Work task — Look through the data below and extract, unchanged, the lines from the one that contains "fn fmt(&self, f: &mut" to the one that contains "for (i, rule)", both included.

Saved data entries
'''

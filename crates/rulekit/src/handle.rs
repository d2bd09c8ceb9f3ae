//! The stylesheet handle.

use std::fmt;

use rulekit_cssom::document::Document;
use rulekit_cssom::rule::CssRuleRef;
use rulekit_cssom::sheet::{CssRuleList, SheetApi, StyleSheetRef};

use crate::count::BackCount;
use crate::hint::SelectorHint;
use crate::logging::targets;
use crate::property::normalize_property_name;
use crate::reference::SheetRef;

/// Guard consulted before [`StylesheetHandle::access_style_property`]
/// writes a value.
///
/// Called with the handle, the current value, the proposed value and the
/// rule; the write happens only if it returns `true`.
pub type StyleGuard<'a> = &'a dyn Fn(&StylesheetHandle, &str, &str, &CssRuleRef) -> bool;

/// Which call appends rules to the bound sheet. Chosen once at binding.
#[derive(Debug, Clone, Copy, PartialEq, Eq, Default)]
enum Appender {
    #[default]
    InsertRule,
    AddRule,
}

impl From<SheetApi> for Appender {
    fn from(api: SheetApi) -> Self {
        match api {
            SheetApi::Standard => Self::InsertRule,
            SheetApi::Legacy => Self::AddRule,
        }
    }
}

/// Read and write access to the rules of one loaded stylesheet.
///
/// A handle binds to its sheet once, at construction, and never retries.
/// Every operation works on the sheet's live rule list, so changes made
/// through other handles or directly on the sheet are visible here.
///
/// Nothing on a handle fails loudly. When the handle is unbound, when a
/// rule is not part of the sheet, or when a property is unknown, the
/// operation does nothing and returns `None`, an empty value or `()`.
///
/// # Example
///
/// ```
/// use rulekit::prelude::*;
///
/// let mut document = Document::new();
/// document.add_style_sheet(StyleSheet::internal("local", ".a { color: red; }"));
///
/// let handle = StylesheetHandle::new(&document, &SheetRef::title("local"));
/// handle.set_rule(".a", "color: blue;", 1);
///
/// assert_eq!(handle.to_string(), ".a {\n color: blue;\n}");
/// ```
#[derive(Debug, Clone, Default)]
pub struct StylesheetHandle {
    sheet: Option<StyleSheetRef>,
    appender: Appender,
}

impl StylesheetHandle {
    /// Bind to the sheet `reference` names in `document`.
    ///
    /// If nothing matches the handle stays unbound for good.
    pub fn new(document: &Document, reference: &SheetRef) -> Self {
        match reference.resolve(document) {
            Some(sheet) => Self::from_sheet(sheet),
            None => {
                tracing::debug!(target: targets::HANDLE, ?reference, "no stylesheet matched");
                Self::default()
            }
        }
    }

    /// Bind directly to a sheet.
    pub fn from_sheet(sheet: StyleSheetRef) -> Self {
        tracing::debug!(
            target: targets::HANDLE,
            href = ?sheet.href(),
            title = ?sheet.title(),
            rules = sheet.len(),
            "stylesheet bound"
        );
        Self {
            appender: Appender::from(sheet.api()),
            sheet: Some(sheet),
        }
    }

    /// Check whether the handle is bound to a sheet.
    pub fn is_resolved(&self) -> bool {
        self.sheet.is_some()
    }

    /// The bound sheet.
    pub fn sheet(&self) -> Option<&StyleSheetRef> {
        self.sheet.as_ref()
    }

    /// The live rule list, or `None` when unbound.
    pub fn get_rules(&self) -> Option<CssRuleList> {
        self.sheet.as_ref().map(|sheet| sheet.css_rules())
    }

    /// Check whether this exact rule object is in the live rule list.
    pub fn includes_rule(&self, rule: &CssRuleRef) -> bool {
        self.get_rules().is_some_and(|rules| rules.contains(rule))
    }

    /// Append `selector { body }` to the end of the sheet.
    ///
    /// `body` is a declaration list without braces, such as
    /// `"vertical-align: middle; overflow: hidden;"`.
    pub fn insert_rule(&self, selector: &str, body: &str) {
        let Some(sheet) = &self.sheet else {
            return;
        };

        let result = match self.appender {
            Appender::InsertRule => sheet
                .insert_rule(&format!("{selector}{{{body}}}"), sheet.len())
                .map(|_| ()),
            Appender::AddRule => sheet.add_rule(selector, body),
        };

        if let Err(e) = result {
            tracing::debug!(target: targets::HANDLE, selector, error = %e, "rule rejected");
        }
    }

    /// Remove rules whose selector text equals `selector`, newest first.
    ///
    /// At most `back_count` matches are removed (see [`BackCount`]). With
    /// `selector` set to `None` every rule is removed whatever the count.
    pub fn delete_rules(&self, selector: Option<&str>, back_count: impl Into<BackCount>) {
        let Some(sheet) = &self.sheet else {
            return;
        };

        let rules = sheet.css_rules();
        let mut remaining = match selector {
            Some(_) => back_count.into().limit(rules.len()),
            None => rules.len(),
        };

        let mut removed = 0usize;
        let mut index = rules.len();
        while index > 0 && remaining > 0 {
            index -= 1;
            let Some(rule) = rules.get(index) else {
                continue;
            };
            let matches = selector.is_none_or(|s| rule.selector_text() == s);
            if matches && sheet.delete_rule(index).is_ok() {
                remaining -= 1;
                removed += 1;
            }
        }

        tracing::debug!(target: targets::HANDLE, ?selector, removed, "rules deleted");
    }

    /// Remove every rule.
    pub fn delete_all_rules(&self) {
        self.delete_rules(None, BackCount::All);
    }

    /// Replace a rule: [`delete_rules`](Self::delete_rules) then
    /// [`insert_rule`](Self::insert_rule).
    ///
    /// Pass `1` to replace only the most recent definition and leave older
    /// ones in place, or `0` to purge every earlier definition.
    pub fn set_rule(&self, selector: &str, body: &str, back_count: impl Into<BackCount>) {
        self.delete_rules(Some(selector), back_count);
        self.insert_rule(selector, body);
    }

    /// List a rule's declarations one per line as `<prefix>name: value;`.
    ///
    /// Returns an empty string if the rule is not in this handle's sheet.
    pub fn styles_in_rule_as_str(&self, rule: &CssRuleRef, prefix: Option<&str>) -> String {
        if !self.includes_rule(rule) {
            return String::new();
        }
        declaration_lines(rule, prefix.unwrap_or(""))
    }

    /// Rules whose selector satisfies `hint`, in sheet order.
    ///
    /// The result is a new vector, not a live view.
    pub fn get_rules_by_selector_hint(&self, hint: impl Into<SelectorHint>) -> Vec<CssRuleRef> {
        let Some(rules) = self.get_rules() else {
            return vec![];
        };

        let hint = hint.into();
        let matched: Vec<_> = rules
            .iter()
            .filter(|rule| hint.matches(rule.selector_text()))
            .collect();

        tracing::trace!(target: targets::HANDLE, ?hint, matched = matched.len(), "rules filtered");
        matched
    }

    /// Read one style property of a rule and optionally overwrite it.
    ///
    /// `property` may be kebab, snake, space separated or camelCase
    /// (`font-family`, `fontFamily`). Returns the value held before any
    /// write, `""` for a recognized property the rule does not declare, or
    /// `None` if the rule is not in this sheet or the property is unknown.
    ///
    /// When `new_value` is given it is written unless `guard` is given and
    /// returns `false`. Use longhand names: shorthands are stored as
    /// written and never expanded.
    pub fn access_style_property(
        &self,
        rule: &CssRuleRef,
        property: &str,
        new_value: Option<&str>,
        guard: Option<StyleGuard<'_>>,
    ) -> Option<String> {
        if property.is_empty() || !self.includes_rule(rule) {
            return None;
        }

        let property = normalize_property_name(property);
        let old_value = rule.style().get(&property)?.to_string();

        if let Some(new_value) = new_value {
            if guard.is_none_or(|guard| guard(self, &old_value, new_value, rule)) {
                rule.style_mut().set(&property, new_value);
            } else {
                tracing::debug!(
                    target: targets::HANDLE,
                    %property,
                    %old_value,
                    new_value,
                    "write refused by guard"
                );
            }
        }

        Some(old_value)
    }

    /// Read one style property of a rule.
    pub fn style_property(&self, rule: &CssRuleRef, property: &str) -> Option<String> {
        self.access_style_property(rule, property, None, None)
    }

    /// Overwrite one style property of a rule, returning the previous value.
    pub fn set_style_property(
        &self,
        rule: &CssRuleRef,
        property: &str,
        value: &str,
    ) -> Option<String> {
        self.access_style_property(rule, property, Some(value), None)
    }

    /// Copy rules, typically from another handle, to the end of this sheet.
    ///
    /// Each copy first purges every rule with the same selector here.
    pub fn inject_rules(&self, rules: &[CssRuleRef]) {
        for rule in rules {
            let css_text = rule.css_text();
            let body: String = declaration_parts(&css_text)
                .map(|part| format!("{part}; "))
                .collect();
            self.set_rule(rule.selector_text(), &body, 0);
        }
    }

    /// Replace every rule of this sheet with a copy of `source`'s rules.
    pub fn clone_from_handle(&self, source: &StylesheetHandle) {
        let rules = source.get_rules_by_selector_hint(SelectorHint::All);
        self.delete_all_rules();
        self.inject_rules(&rules);
    }
}

impl fmt::Display for StylesheetHandle {
    /// Dump the sheet as CSS, one declaration per line.
    fn fmt(&self, f: &mut fmt::Formatter<'_>) -> fmt::Result {
        let Some(rules) = self.get_rules() else {
            return Ok(());
        };

        let rules = rules.snapshot();
        for (i, rule) in rules.iter().enumerate() {
            write!(f, "{} {{\n{}", rule.selector_text(), declaration_lines(rule, " "))?;
            f.write_str(if i + 1 < rules.len() { "}\n" } else { "}" })?;
        }
        Ok(())
    }
}

fn declaration_lines(rule: &CssRuleRef, prefix: &str) -> String {
    declaration_parts(&rule.css_text())
        .map(|part| format!("{prefix}{part};\n"))
        .collect()
}

/// Declarations of a serialized rule: the text between the last `{` and
/// the last `}`, split on `;`, trimmed, empty parts dropped.
fn declaration_parts(css_text: &str) -> impl Iterator<Item = &str> {
    let body = match (css_text.rfind('{'), css_text.rfind('}')) {
        (Some(open), Some(close)) if open < close => &css_text[open + 1..close],
        _ => "",
    };
    body.split(';').map(str::trim).filter(|part| !part.is_empty())
}
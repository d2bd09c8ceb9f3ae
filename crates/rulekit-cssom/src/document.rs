//! Documents and document manifests.
//!
//! A [`Document`] is the ordered collection of stylesheets a page has
//! loaded. Documents can be assembled in code or described by a TOML
//! manifest:
//!
//! ```toml
//! [[stylesheet]]
//! href = "css/tinker.css"
//!
//! [[stylesheet]]
//! title = "local"
//! css = ".class1 { color: red; }"
//! ```
//!
//! External entries are read from disk relative to the manifest's
//! directory. Internal entries carry their CSS inline.

use std::path::{Path, PathBuf};
use std::sync::Arc;

use serde::{Deserialize, Serialize};

use crate::logging::targets;
use crate::sheet::{SheetApi, StyleSheet, StyleSheetRef};
use crate::{Error, Result};

/// One stylesheet entry of a manifest.
#[derive(Debug, Clone, Default, PartialEq, Eq, Serialize, Deserialize)]
#[serde(default, deny_unknown_fields)]
pub struct SheetSource {
    /// Path of an external sheet, relative to the manifest.
    pub href: Option<String>,
    /// Title of the sheet.
    pub title: Option<String>,
    /// Inline CSS. Ignored when `href` is set.
    pub css: Option<String>,
    /// Model an old host that lacks `insert_rule`.
    pub legacy: bool,
}

/// The stylesheets a document loads, in order.
#[derive(Debug, Clone, Default, PartialEq, Eq, Serialize, Deserialize)]
#[serde(default, deny_unknown_fields)]
pub struct DocumentManifest {
    /// Stylesheet entries.
    #[serde(rename = "stylesheet")]
    pub stylesheets: Vec<SheetSource>,
}

impl DocumentManifest {
    /// Decode a manifest from TOML text.
    pub fn from_toml(text: &str) -> std::result::Result<Self, toml::de::Error> {
        toml::from_str(text)
    }
}

/// A document: the ordered collection of loaded stylesheets.
#[derive(Debug, Clone, Default)]
pub struct Document {
    style_sheets: Vec<StyleSheetRef>,
}

impl Document {
    /// Create a document with no stylesheets.
    pub fn new() -> Self {
        Self::default()
    }

    /// Load a document described by a manifest file.
    pub fn from_manifest_file(path: impl AsRef<Path>) -> Result<Self> {
        let path = path.as_ref();
        let text = std::fs::read_to_string(path).map_err(|e| Error::io(path, e))?;
        let manifest =
            DocumentManifest::from_toml(&text).map_err(|e| Error::manifest(path, e))?;
        let base_dir = path.parent().unwrap_or_else(|| Path::new("."));
        Self::from_manifest(&manifest, base_dir)
    }

    /// Load a document from manifest text, resolving hrefs against `base_dir`.
    pub fn from_manifest_str(text: &str, base_dir: impl AsRef<Path>) -> Result<Self> {
        let manifest = DocumentManifest::from_toml(text)
            .map_err(|e| Error::manifest(PathBuf::from("<inline>"), e))?;
        Self::from_manifest(&manifest, base_dir.as_ref())
    }

    /// Build a document from a decoded manifest.
    pub fn from_manifest(manifest: &DocumentManifest, base_dir: &Path) -> Result<Self> {
        let mut document = Self::new();

        for source in &manifest.stylesheets {
            let mut sheet = match &source.href {
                Some(href) => StyleSheet::from_file(base_dir.join(href))?,
                None => StyleSheet::from_css(source.css.as_deref().unwrap_or_default()),
            };
            if let Some(title) = &source.title {
                sheet = sheet.with_title(title.clone());
            }
            if source.legacy {
                sheet = sheet.with_api(SheetApi::Legacy);
            }
            document.add_style_sheet(sheet);
        }

        tracing::debug!(
            target: targets::DOCUMENT,
            sheets = document.len(),
            "document loaded from manifest"
        );
        Ok(document)
    }

    /// Append a stylesheet and return a shared reference to it.
    pub fn add_style_sheet(&mut self, sheet: StyleSheet) -> StyleSheetRef {
        let sheet = Arc::new(sheet);
        self.style_sheets.push(Arc::clone(&sheet));
        sheet
    }

    /// All stylesheets in load order.
    pub fn style_sheets(&self) -> &[StyleSheetRef] {
        &self.style_sheets
    }

    /// Number of stylesheets.
    pub fn len(&self) -> usize {
        self.style_sheets.len()
    }

    /// Check if the document has no stylesheets.
    pub fn is_empty(&self) -> bool {
        self.style_sheets.is_empty()
    }
}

'''

Task result —
    fn fmt(&self, f: &mut fmt::Formatter<'_>) -> fmt::Result {
        let Some(rules) = self.get_rules() else {
            return Ok(());
        };

        let rules = rules.snapshot();
        for (i, rule) in rules.iter().enumerate() {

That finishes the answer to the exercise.